Photo Gallery of the object: Wrocław - Historic City Centre

Wrocław - Historic City Centre

History monuments Wrocław

Address
Wrocław

Location
woj. dolnośląskie, pow. Wrocław, gm. Wrocław

Wrocław’s recorded history begins in the year 1000, when Boleslaus I the Brave founded a bishopric which remained under the jurisdiction of the Metropolitan Archdiocese of Gniezno until 1821.

An earlier mid-9th-century settlement located on an island in the River Oder (site of the present-day Ostrów Tumski), was associated with the Ślężanie tribe. After Boleslaus’ death Wrocław became the capital of Silesia. The town was chosen as the seat of the Duchy of Silesia by Henry I the Bearded in 1201. Earth-and-timber ramparts divided the settlement on the island known as Ostrów Tumski into a stronghold, an adjacent enclosure, and a cathedral settlement purported to be the site of the first masonry cathedral. The current Gothic Cathedral of St John the Baptist incorporates the relict remains of a church built before the year 1000, the cathedral founded by Boleslaus I and a Romanesque building dating from the latter half of the 12th century. At that time the island’s ensemble of ecclesiastical and ducal buildings was the largest Romanesque architectural complex in Poland.

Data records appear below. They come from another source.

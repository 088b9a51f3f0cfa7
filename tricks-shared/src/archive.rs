/// Per-trick archive storage on the local filesystem
///
/// Each trick owns at most one uploaded archive, kept at
/// `{root}/{trick_id}/{file_name}`. Replacing an archive removes the whole
/// folder before the new file is written, so folders never accumulate stale
/// uploads.
///
/// # Example
///
/// ```no_run
/// use bytes::Bytes;
/// use tricks_shared::archive::{ArchiveStore, UploadedArchive};
/// use uuid::Uuid;
///
/// # async fn example() -> Result<(), Box<dyn std::error::Error>> {
/// let store = ArchiveStore::new("./storage/archives");
/// let trick_id = Uuid::new_v4();
///
/// let upload = UploadedArchive::new("demo.zip", Bytes::from_static(b"PK..."))?;
/// store.store(trick_id, &upload).await?;
///
/// let current = store.current(trick_id).await?;
/// assert_eq!(current.map(|a| a.name), Some("demo.zip".to_string()));
/// # Ok(())
/// # }
/// ```

use bytes::Bytes;
use serde::Serialize;
use std::io::ErrorKind;
use std::path::{Path, PathBuf};
use tokio::fs;
use tracing::{debug, info};
use uuid::Uuid;

/// Error type for archive storage operations
#[derive(Debug, thiserror::Error)]
pub enum ArchiveError {
    /// The client supplied a file name that cannot be stored
    #[error("Invalid archive file name: {0:?}")]
    InvalidFileName(String),

    /// Filesystem operation failed
    #[error("Archive I/O failed at {path}: {source}")]
    Io {
        path: PathBuf,
        #[source]
        source: std::io::Error,
    },
}

impl ArchiveError {
    fn io(path: &Path, source: std::io::Error) -> Self {
        ArchiveError::Io {
            path: path.to_path_buf(),
            source,
        }
    }
}

/// An uploaded archive waiting to be moved into a trick's folder
#[derive(Debug, Clone)]
pub struct UploadedArchive {
    file_name: String,
    data: Bytes,
}

impl UploadedArchive {
    /// Wraps an upload, reducing the client file name to its last component
    ///
    /// # Errors
    ///
    /// Returns `ArchiveError::InvalidFileName` when nothing usable remains.
    pub fn new(client_file_name: &str, data: Bytes) -> Result<Self, ArchiveError> {
        let file_name = sanitize_file_name(client_file_name)
            .ok_or_else(|| ArchiveError::InvalidFileName(client_file_name.to_string()))?;

        Ok(Self { file_name, data })
    }

    pub fn file_name(&self) -> &str {
        &self.file_name
    }

    pub fn data(&self) -> &Bytes {
        &self.data
    }
}

/// Archive currently attached to a trick
#[derive(Debug, Clone, PartialEq, Eq, Serialize)]
pub struct ArchiveFile {
    pub name: String,
    pub size_bytes: u64,
}

/// Reduces a client-supplied file name to a safe final path component
///
/// Both `/` and `\` count as separators since browsers on Windows may send
/// full paths.
///
/// ```
/// use tricks_shared::archive::sanitize_file_name;
///
/// assert_eq!(sanitize_file_name(r"C:\Users\me\demo.zip"), Some("demo.zip".to_string()));
/// assert_eq!(sanitize_file_name("../.."), None);
/// ```
pub fn sanitize_file_name(name: &str) -> Option<String> {
    let last = name.rsplit(|c: char| c == '/' || c == '\\').next().unwrap_or("").trim();

    if last.is_empty() || last == "." || last == ".." || last.chars().any(char::is_control) {
        return None;
    }

    Some(last.to_string())
}

/// Filesystem-backed archive storage rooted at one directory
#[derive(Debug, Clone)]
pub struct ArchiveStore {
    root: PathBuf,
}

impl ArchiveStore {
    pub fn new(root: impl Into<PathBuf>) -> Self {
        Self { root: root.into() }
    }

    pub fn root(&self) -> &Path {
        &self.root
    }

    /// Folder holding the archive of `trick_id`
    pub fn folder(&self, trick_id: Uuid) -> PathBuf {
        self.root.join(trick_id.to_string())
    }

    /// The archive stored for a trick, if any
    ///
    /// When a folder somehow holds several files the first by name wins.
    pub async fn current(&self, trick_id: Uuid) -> Result<Option<ArchiveFile>, ArchiveError> {
        let folder = self.folder(trick_id);

        let mut entries = match fs::read_dir(&folder).await {
            Ok(entries) => entries,
            Err(e) if e.kind() == ErrorKind::NotFound => return Ok(None),
            Err(e) => return Err(ArchiveError::io(&folder, e)),
        };

        let mut found: Option<ArchiveFile> = None;
        while let Some(entry) = entries
            .next_entry()
            .await
            .map_err(|e| ArchiveError::io(&folder, e))?
        {
            let metadata = entry
                .metadata()
                .await
                .map_err(|e| ArchiveError::io(&entry.path(), e))?;
            if !metadata.is_file() {
                continue;
            }

            let name = entry.file_name().to_string_lossy().into_owned();
            if found.as_ref().map_or(true, |f| name < f.name) {
                found = Some(ArchiveFile {
                    name,
                    size_bytes: metadata.len(),
                });
            }
        }

        Ok(found)
    }

    /// Moves an upload into the trick's folder, creating it when needed
    pub async fn store(
        &self,
        trick_id: Uuid,
        upload: &UploadedArchive,
    ) -> Result<PathBuf, ArchiveError> {
        let folder = self.folder(trick_id);
        fs::create_dir_all(&folder)
            .await
            .map_err(|e| ArchiveError::io(&folder, e))?;

        let path = folder.join(upload.file_name());
        fs::write(&path, upload.data())
            .await
            .map_err(|e| ArchiveError::io(&path, e))?;

        info!(
            %trick_id,
            file_name = upload.file_name(),
            bytes = upload.data().len(),
            "Stored trick archive"
        );
        Ok(path)
    }

    /// Deletes the existing folder, then stores the upload in a fresh one
    pub async fn replace(
        &self,
        trick_id: Uuid,
        upload: &UploadedArchive,
    ) -> Result<PathBuf, ArchiveError> {
        self.delete_folder(trick_id).await?;
        self.store(trick_id, upload).await
    }

    /// Recursively removes the trick's folder
    ///
    /// Returns `false` when there was no folder to remove.
    pub async fn delete_folder(&self, trick_id: Uuid) -> Result<bool, ArchiveError> {
        let folder = self.folder(trick_id);

        match fs::remove_dir_all(&folder).await {
            Ok(()) => {
                info!(%trick_id, "Deleted trick archive folder");
                Ok(true)
            }
            Err(e) if e.kind() == ErrorKind::NotFound => {
                debug!(%trick_id, "No archive folder to delete");
                Ok(false)
            }
            Err(e) => Err(ArchiveError::io(&folder, e)),
        }
    }
}
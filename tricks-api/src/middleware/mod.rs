/// Middleware for the API server
///
/// - `security`: security headers on every response
/// - `owner`: trick ownership guard for the `/user/tricks/:slug` routes
///
/// Token authentication lives in [`crate::app`] next to the router since it
/// only needs the JWT secret from the state.

pub mod owner;
pub mod security;
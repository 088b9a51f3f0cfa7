/// Application state and router builder
///
/// # Example
///
/// ```no_run
/// use tricks_api::{app::{build_router, AppState}, config::Config};
/// use sqlx::PgPool;
///
/// # async fn example() -> anyhow::Result<()> {
/// let config = Config::from_env()?;
/// let pool = PgPool::connect(&config.database.url).await?;
/// let app = build_router(AppState::new(pool, config));
///
/// let listener = tokio::net::TcpListener::bind("0.0.0.0:8080").await?;
/// axum::serve(listener, app).await?;
/// # Ok(())
/// # }
/// ```

use crate::{
    config::Config,
    error::ApiError,
    middleware::{owner::owner_guard, security::SecurityHeadersLayer},
    routes,
};
use axum::{
    extract::{DefaultBodyLimit, Request, State},
    http::{header, HeaderValue, Method},
    middleware::{from_fn_with_state, Next},
    response::Response,
    routing::{get, post},
    Router,
};
use sqlx::PgPool;
use std::sync::Arc;
use tower_http::{
    cors::CorsLayer,
    trace::{DefaultMakeSpan, DefaultOnResponse, TraceLayer},
};
use tracing::Level;
use tricks_shared::{
    archive::ArchiveStore,
    auth::middleware::authenticate,
    repositories::{
        postgres::{PgCategoryRepository, PgTagRepository, PgTrickRepository},
        CategoryRepository, TagRepository, TrickRepository,
    },
};

/// Shared application state, cloned into every handler
#[derive(Clone)]
pub struct AppState {
    pub db: PgPool,
    pub config: Arc<Config>,
    pub tricks: Arc<dyn TrickRepository>,
    pub tags: Arc<dyn TagRepository>,
    pub categories: Arc<dyn CategoryRepository>,
    pub archives: ArchiveStore,
}

impl AppState {
    /// State backed by Postgres repositories on `db`
    pub fn new(db: PgPool, config: Config) -> Self {
        Self::with_repositories(
            db.clone(),
            config,
            Arc::new(PgTrickRepository::new(db.clone())),
            Arc::new(PgTagRepository::new(db.clone())),
            Arc::new(PgCategoryRepository::new(db)),
        )
    }

    /// State with caller-supplied repositories
    pub fn with_repositories(
        db: PgPool,
        config: Config,
        tricks: Arc<dyn TrickRepository>,
        tags: Arc<dyn TagRepository>,
        categories: Arc<dyn CategoryRepository>,
    ) -> Self {
        let archives = ArchiveStore::new(config.storage.archive_root.clone());

        Self {
            db,
            config: Arc::new(config),
            tricks,
            tags,
            categories,
            archives,
        }
    }

    pub fn jwt_secret(&self) -> &str {
        &self.config.jwt.secret
    }
}

/// Builds the router
///
/// ```text
/// /
/// ├── GET  /health
/// ├── /v1/auth/                       public
/// │   ├── POST /register
/// │   ├── POST /login
/// │   └── POST /refresh
/// └── /user                           JWT
///     ├── GET       /
///     ├── GET|POST  /tricks/new
///     └── owner guard
///         ├── GET|POST  /tricks/:slug
///         ├── GET       /tricks/:slug/delete
///         └── GET       /tricks/:slug/archive/delete
/// ```
///
/// Outer layers, innermost first: body limit, trace, CORS, security headers.
pub fn build_router(state: AppState) -> Router {
    let health_routes = Router::new().route("/health", get(routes::health::health_check));

    let auth_routes = Router::new()
        .route("/register", post(routes::auth::register))
        .route("/login", post(routes::auth::login))
        .route("/refresh", post(routes::auth::refresh));

    let owned_trick_routes = Router::new()
        .route(
            "/user/tricks/:slug",
            get(routes::user_tricks::edit_form).post(routes::user_tricks::update),
        )
        .route("/user/tricks/:slug/delete", get(routes::user_tricks::delete))
        .route(
            "/user/tricks/:slug/archive/delete",
            get(routes::user_tricks::delete_archive),
        )
        .route_layer(from_fn_with_state(state.clone(), owner_guard));

    let user_routes = Router::new()
        .route("/user", get(routes::user_tricks::index))
        .route(
            "/user/tricks/new",
            get(routes::user_tricks::create_form).post(routes::user_tricks::store),
        )
        .merge(owned_trick_routes)
        .route_layer(from_fn_with_state(state.clone(), jwt_auth_layer));

    let cors = if state.config.api.cors_origins.iter().any(|o| o == "*") {
        CorsLayer::permissive()
    } else {
        let origins: Vec<HeaderValue> = state
            .config
            .api
            .cors_origins
            .iter()
            .filter_map(|origin| origin.parse().ok())
            .collect();

        CorsLayer::new()
            .allow_origin(origins)
            .allow_methods([Method::GET, Method::POST, Method::OPTIONS])
            .allow_headers([header::AUTHORIZATION, header::CONTENT_TYPE])
            .allow_credentials(true)
            .max_age(std::time::Duration::from_secs(3600))
    };

    Router::new()
        .merge(health_routes)
        .nest("/v1/auth", auth_routes)
        .merge(user_routes)
        .layer(DefaultBodyLimit::max(state.config.storage.upload_max_bytes))
        .layer(
            TraceLayer::new_for_http()
                .make_span_with(DefaultMakeSpan::new().level(Level::INFO))
                .on_response(DefaultOnResponse::new().level(Level::INFO)),
        )
        .layer(cors)
        .layer(SecurityHeadersLayer::new(state.config.api.production))
        .with_state(state)
}

/// Validates the Bearer token and stores the caller's `AuthContext`
async fn jwt_auth_layer(
    State(state): State<AppState>,
    mut req: Request,
    next: Next,
) -> Result<Response, ApiError> {
    let auth = authenticate(req.headers(), state.jwt_secret())?;
    req.extensions_mut().insert(auth);

    Ok(next.run(req).await)
}
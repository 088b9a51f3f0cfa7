/// Configuration management for the API server
///
/// Configuration comes from environment variables, with a `.env` file loaded
/// first when present.
///
/// # Environment Variables
///
/// | variable                   | default              |
/// |----------------------------|----------------------|
/// | `API_HOST`                 | `0.0.0.0`            |
/// | `API_PORT`                 | `8080`               |
/// | `API_PRODUCTION`           | `false`              |
/// | `CORS_ORIGINS`             | `*` (comma separated)|
/// | `DATABASE_URL`             | required             |
/// | `DATABASE_MAX_CONNECTIONS` | `10`                 |
/// | `JWT_SECRET`               | required, >= 32 chars|
/// | `ARCHIVE_ROOT`             | `./storage/archives` |
/// | `UPLOAD_MAX_BYTES`         | `20971520` (20 MiB)  |
///
/// # Example
///
/// ```no_run
/// use tricks_api::config::Config;
///
/// # fn example() -> anyhow::Result<()> {
/// let config = Config::from_env()?;
/// println!("Server will listen on {}", config.bind_address());
/// # Ok(())
/// # }
/// ```

use anyhow::Context;
use serde::{Deserialize, Serialize};
use std::env;
use std::path::PathBuf;

/// Default request body limit for uploads
pub const DEFAULT_UPLOAD_MAX_BYTES: usize = 20 * 1024 * 1024;

#[derive(Debug, Clone, Serialize, Deserialize)]
pub struct Config {
    pub api: ApiConfig,
    pub database: DatabaseConfig,
    pub jwt: JwtConfig,
    pub storage: StorageConfig,
}

#[derive(Debug, Clone, Serialize, Deserialize)]
pub struct ApiConfig {
    pub host: String,
    pub port: u16,

    /// Enables HSTS and other production-only headers
    pub production: bool,

    /// Allowed CORS origins; `*` allows any
    pub cors_origins: Vec<String>,
}

#[derive(Debug, Clone, Serialize, Deserialize)]
pub struct DatabaseConfig {
    pub url: String,
    pub max_connections: u32,
}

#[derive(Debug, Clone, Serialize, Deserialize)]
pub struct JwtConfig {
    /// HS256 signing secret, at least 32 bytes.
    /// Generate with: `openssl rand -hex 32`
    pub secret: String,
}

#[derive(Debug, Clone, Serialize, Deserialize)]
pub struct StorageConfig {
    /// Directory holding one folder per trick archive
    pub archive_root: PathBuf,

    /// Largest accepted request body, in bytes
    pub upload_max_bytes: usize,
}

impl Config {
    /// Loads configuration from the process environment
    ///
    /// # Errors
    ///
    /// Fails when a required variable is missing or a value does not parse.
    pub fn from_env() -> anyhow::Result<Self> {
        dotenvy::dotenv().ok();
        Self::from_lookup(|key| env::var(key).ok())
    }

    /// Builds configuration from an arbitrary variable source
    pub fn from_lookup(lookup: impl Fn(&str) -> Option<String>) -> anyhow::Result<Self> {
        let var = |key: &str, default: &str| lookup(key).unwrap_or_else(|| default.to_string());

        let port = var("API_PORT", "8080")
            .parse::<u16>()
            .context("API_PORT must be a port number")?;

        let production = var("API_PRODUCTION", "false")
            .parse::<bool>()
            .context("API_PRODUCTION must be true or false")?;

        let cors_origins = var("CORS_ORIGINS", "*")
            .split(',')
            .map(str::trim)
            .filter(|origin| !origin.is_empty())
            .map(String::from)
            .collect();

        let database_url = lookup("DATABASE_URL")
            .ok_or_else(|| anyhow::anyhow!("DATABASE_URL environment variable is required"))?;

        let max_connections = var("DATABASE_MAX_CONNECTIONS", "10")
            .parse::<u32>()
            .context("DATABASE_MAX_CONNECTIONS must be a positive integer")?;

        let jwt_secret = lookup("JWT_SECRET")
            .ok_or_else(|| anyhow::anyhow!("JWT_SECRET environment variable is required"))?;

        if jwt_secret.len() < 32 {
            anyhow::bail!("JWT_SECRET must be at least 32 characters long");
        }

        let upload_max_bytes = match lookup("UPLOAD_MAX_BYTES") {
            Some(value) => value
                .parse::<usize>()
                .context("UPLOAD_MAX_BYTES must be a byte count")?,
            None => DEFAULT_UPLOAD_MAX_BYTES,
        };

        Ok(Self {
            api: ApiConfig {
                host: var("API_HOST", "0.0.0.0"),
                port,
                production,
                cors_origins,
            },
            database: DatabaseConfig {
                url: database_url,
                max_connections,
            },
            jwt: JwtConfig { secret: jwt_secret },
            storage: StorageConfig {
                archive_root: PathBuf::from(var("ARCHIVE_ROOT", "./storage/archives")),
                upload_max_bytes,
            },
        })
    }

    /// Returns the server bind address
    pub fn bind_address(&self) -> String {
        format!("{}:{}", self.api.host, self.api.port)
    }
}
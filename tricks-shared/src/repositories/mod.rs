/// Repository traits over the trick, tag and category models
///
/// Handlers depend on these traits rather than on `PgPool` directly, so the
/// API can be exercised against in-memory doubles. The Postgres
/// implementations in [`postgres`] delegate to the model functions.
///
/// # Example
///
/// ```no_run
/// use std::sync::Arc;
/// use tricks_shared::repositories::{postgres::PgTrickRepository, TrickRepository};
/// use sqlx::PgPool;
///
/// # async fn example(pool: PgPool) -> Result<(), sqlx::Error> {
/// let tricks: Arc<dyn TrickRepository> = Arc::new(PgTrickRepository::new(pool));
/// if let Some(trick) = tricks.find_by_slug("eager-load-counts").await? {
///     let tag_ids = tricks.list_tag_ids_for_trick(&trick).await?;
///     println!("{} has {} tags", trick.title, tag_ids.len());
/// }
/// # Ok(())
/// # }
/// ```

use async_trait::async_trait;
use uuid::Uuid;

use crate::models::{
    category::Category,
    tag::Tag,
    trick::{CreateTrick, Trick, UpdateTrick},
};

pub mod postgres;

/// Persistence operations on tricks
#[async_trait]
pub trait TrickRepository: Send + Sync {
    /// Looks a trick up by slug
    async fn find_by_slug(&self, slug: &str) -> Result<Option<Trick>, sqlx::Error>;

    /// Tricks owned by a user, newest first
    async fn list_for_user(&self, user_id: Uuid) -> Result<Vec<Trick>, sqlx::Error>;

    /// Persists a new trick with its tag and category links
    async fn create(&self, data: CreateTrick) -> Result<Trick, sqlx::Error>;

    /// Applies an edit, returning the updated trick (its slug may change)
    async fn edit(&self, trick: &Trick, data: UpdateTrick) -> Result<Trick, sqlx::Error>;

    /// Deletes the trick row
    async fn delete(&self, trick: &Trick) -> Result<bool, sqlx::Error>;

    /// Removes all tag links of the trick
    async fn detach_tags(&self, trick: &Trick) -> Result<u64, sqlx::Error>;

    /// Removes all category links of the trick
    async fn detach_categories(&self, trick: &Trick) -> Result<u64, sqlx::Error>;

    async fn list_tag_ids_for_trick(&self, trick: &Trick) -> Result<Vec<Uuid>, sqlx::Error>;

    async fn list_category_ids_for_trick(&self, trick: &Trick) -> Result<Vec<Uuid>, sqlx::Error>;

    /// Whether a trick other than `except` already uses `title`
    async fn title_exists(&self, title: &str, except: Option<Uuid>) -> Result<bool, sqlx::Error>;

    /// Whether a trick other than `except` already uses `slug`
    async fn slug_exists(&self, slug: &str, except: Option<Uuid>) -> Result<bool, sqlx::Error>;
}

/// Read access to tags
#[async_trait]
pub trait TagRepository: Send + Sync {
    async fn list_all(&self) -> Result<Vec<Tag>, sqlx::Error>;
}

/// Read access to categories
#[async_trait]
pub trait CategoryRepository: Send + Sync {
    async fn list_all(&self) -> Result<Vec<Category>, sqlx::Error>;
}
/// Authentication and authorization
///
/// - [`password`]: Argon2id hashing for stored credentials
/// - [`jwt`]: access and refresh tokens
/// - [`middleware`]: turns a Bearer header into an [`middleware::AuthContext`]
/// - [`authorization`]: trick ownership checks
///
/// # Example
///
/// ```no_run
/// use tricks_shared::auth::jwt::{create_token, Claims, TokenType};
/// use tricks_shared::auth::password::{hash_password, verify_password};
/// use uuid::Uuid;
///
/// # fn example() -> Result<(), Box<dyn std::error::Error>> {
/// let hash = hash_password("Tr1cks&Treats")?;
/// assert!(verify_password("Tr1cks&Treats", &hash)?);
///
/// let token = create_token(&Claims::new(Uuid::new_v4(), TokenType::Access), "secret-key")?;
/// # Ok(())
/// # }
/// ```

pub mod authorization;
pub mod jwt;
pub mod middleware;
pub mod password;
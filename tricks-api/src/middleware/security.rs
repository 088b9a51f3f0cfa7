/// Security headers on every response
///
/// | header                      | value                                  |
/// |-----------------------------|----------------------------------------|
/// | `X-Content-Type-Options`    | `nosniff`                              |
/// | `X-Frame-Options`           | `DENY`                                 |
/// | `Referrer-Policy`           | `same-origin`                          |
/// | `Permissions-Policy`        | camera, microphone, geolocation off    |
/// | `Content-Security-Policy`   | `default-src 'none'; frame-ancestors 'none'` |
/// | `Strict-Transport-Security` | production only                        |
///
/// `same-origin` keeps the full `Referer` on same-site form posts, which the
/// redirect-back responses rely on, and strips it everywhere else.
///
/// ```no_run
/// use axum::Router;
/// use tricks_api::middleware::security::SecurityHeadersLayer;
///
/// let app: Router = Router::new().layer(SecurityHeadersLayer::new(true));
/// ```

use axum::{
    extract::Request,
    http::{header, HeaderName, HeaderValue},
    response::Response,
};
use std::future::Future;
use std::pin::Pin;
use std::task::{Context, Poll};
use tower::{Layer, Service};

const BASE_HEADERS: [(HeaderName, &str); 5] = [
    (header::X_CONTENT_TYPE_OPTIONS, "nosniff"),
    (header::X_FRAME_OPTIONS, "DENY"),
    (header::REFERRER_POLICY, "same-origin"),
    (
        HeaderName::from_static("permissions-policy"),
        "camera=(), microphone=(), geolocation=()",
    ),
    (
        header::CONTENT_SECURITY_POLICY,
        "default-src 'none'; frame-ancestors 'none'",
    ),
];

const HSTS: &str = "max-age=31536000; includeSubDomains";

#[derive(Debug, Clone)]
pub struct SecurityHeadersLayer {
    /// Adds HSTS; only meaningful behind HTTPS
    enable_hsts: bool,
}

impl SecurityHeadersLayer {
    pub fn new(enable_hsts: bool) -> Self {
        Self { enable_hsts }
    }
}

impl<S> Layer<S> for SecurityHeadersLayer {
    type Service = SecurityHeaders<S>;

    fn layer(&self, inner: S) -> Self::Service {
        SecurityHeaders {
            inner,
            enable_hsts: self.enable_hsts,
        }
    }
}

#[derive(Debug, Clone)]
pub struct SecurityHeaders<S> {
    inner: S,
    enable_hsts: bool,
}

impl<S> Service<Request> for SecurityHeaders<S>
where
    S: Service<Request, Response = Response> + Send + 'static,
    S::Future: Send + 'static,
{
    type Response = S::Response;
    type Error = S::Error;
    type Future = Pin<Box<dyn Future<Output = Result<Self::Response, Self::Error>> + Send>>;

    fn poll_ready(&mut self, cx: &mut Context<'_>) -> Poll<Result<(), Self::Error>> {
        self.inner.poll_ready(cx)
    }

    fn call(&mut self, request: Request) -> Self::Future {
        let future = self.inner.call(request);
        let enable_hsts = self.enable_hsts;

        Box::pin(async move {
            let mut response = future.await?;
            let headers = response.headers_mut();

            for (name, value) in BASE_HEADERS {
                headers.insert(name, HeaderValue::from_static(value));
            }
            if enable_hsts {
                headers.insert(header::STRICT_TRANSPORT_SECURITY, HeaderValue::from_static(HSTS));
            }

            Ok(response)
        })
    }
}
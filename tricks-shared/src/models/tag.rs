/// Tag model
///
/// Tags are free-form labels; tricks link to them through `tag_trick`.

use serde::{Deserialize, Serialize};
use sqlx::PgPool;
use uuid::Uuid;

use super::trick::generate_slug;

#[derive(Debug, Clone, PartialEq, Eq, Serialize, Deserialize, sqlx::FromRow)]
pub struct Tag {
    pub id: Uuid,
    pub name: String,
    pub slug: String,
}

impl Tag {
    /// Inserts a tag, deriving its slug from the name
    pub async fn create(pool: &PgPool, name: &str) -> Result<Self, sqlx::Error> {
        sqlx::query_as::<_, Tag>(
            "INSERT INTO tags (name, slug) VALUES ($1, $2) RETURNING id, name, slug",
        )
        .bind(name)
        .bind(generate_slug(name))
        .fetch_one(pool)
        .await
    }

    /// Every tag, ordered by name
    pub async fn list_all(pool: &PgPool) -> Result<Vec<Self>, sqlx::Error> {
        sqlx::query_as::<_, Tag>("SELECT id, name, slug FROM tags ORDER BY name")
            .fetch_all(pool)
            .await
    }
}
//! # Tricks API Server Library
//!
//! HTTP layer of the Tricks service: signed-in users create, edit and delete
//! their tricks, attach tags and categories, and upload one archive per
//! trick.
//!
//! ## Modules
//!
//! - `app`: application state and router builder
//! - `config`: configuration from the environment
//! - `error`: error type and HTTP response mapping
//! - `middleware`: security headers and the trick owner guard
//! - `response`: page views and flash redirects
//! - `routes`: route handlers

pub mod app;
pub mod config;
pub mod error;
pub mod middleware;
pub mod response;
pub mod routes;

Construction of the Gothic cathedral commenced in c. 1244; the chancel with ambulatory and towers had been added by 1272, and the main body of the basilica with its twin-towered façade was completed by the mid-14th century. The east side of the chancel is flanked by two Baroque chapels. The earlier, St Elizabeth’s Chapel, was built in 1680-1682 to a design by G. Scianzi and furnished with sculptures by E. Ferrata and D. Guidi; it is regarded by many as the most beautiful Baroque chapel in this part of Europe. The later Corpus Christi Chapel - also known as the Electoral Chapel - founded by Cardinal Franz Ludwig von Pfalz-Neuburg, and designed by the Viennese architect Johann Fischer von Erlach, features statues of Aaron and Moses by Maximilian Brokoff. After a fire in 1945 the cathedral was rebuilt in Gothic form. By the late 13th century work had begun on the construction of the Church of the Holy Cross (completed in 1350) - one of the most prized gems of Gothic architecture in Poland. It was founded in 1288 by Duke Henry IV Probus, who is immortalised, along with his wife Matilda, in the carved decoration of the church’s portal. Construction work continued until c. 1400, when a new south entrance porch was built. The church is split over two levels, its main body comprising a three-aisled hall with five bays on the lower level and two bays on the upper. It also features a transept and a three-bay chancel with a polygonal apse. Standing in front of the church is a statue of St John Nepomuk, made in 1732 by Johann Georg Urbańsky and Johann Albrecht Siegwitz. The course of Cathedral Street has remained unchanged since the Middle Ages. At number 11 stands the Neo-Classical palace of the suffragan bishops - the work of K. Geissler in 1791-1797 (with architectural details dating from the 12th century), and currently the residence of the Archbishop of Wrocław. The Neo-Classical edifice at number 15 is a former episcopal palace. Neighbouring buildings include canonical residences and a presbytery.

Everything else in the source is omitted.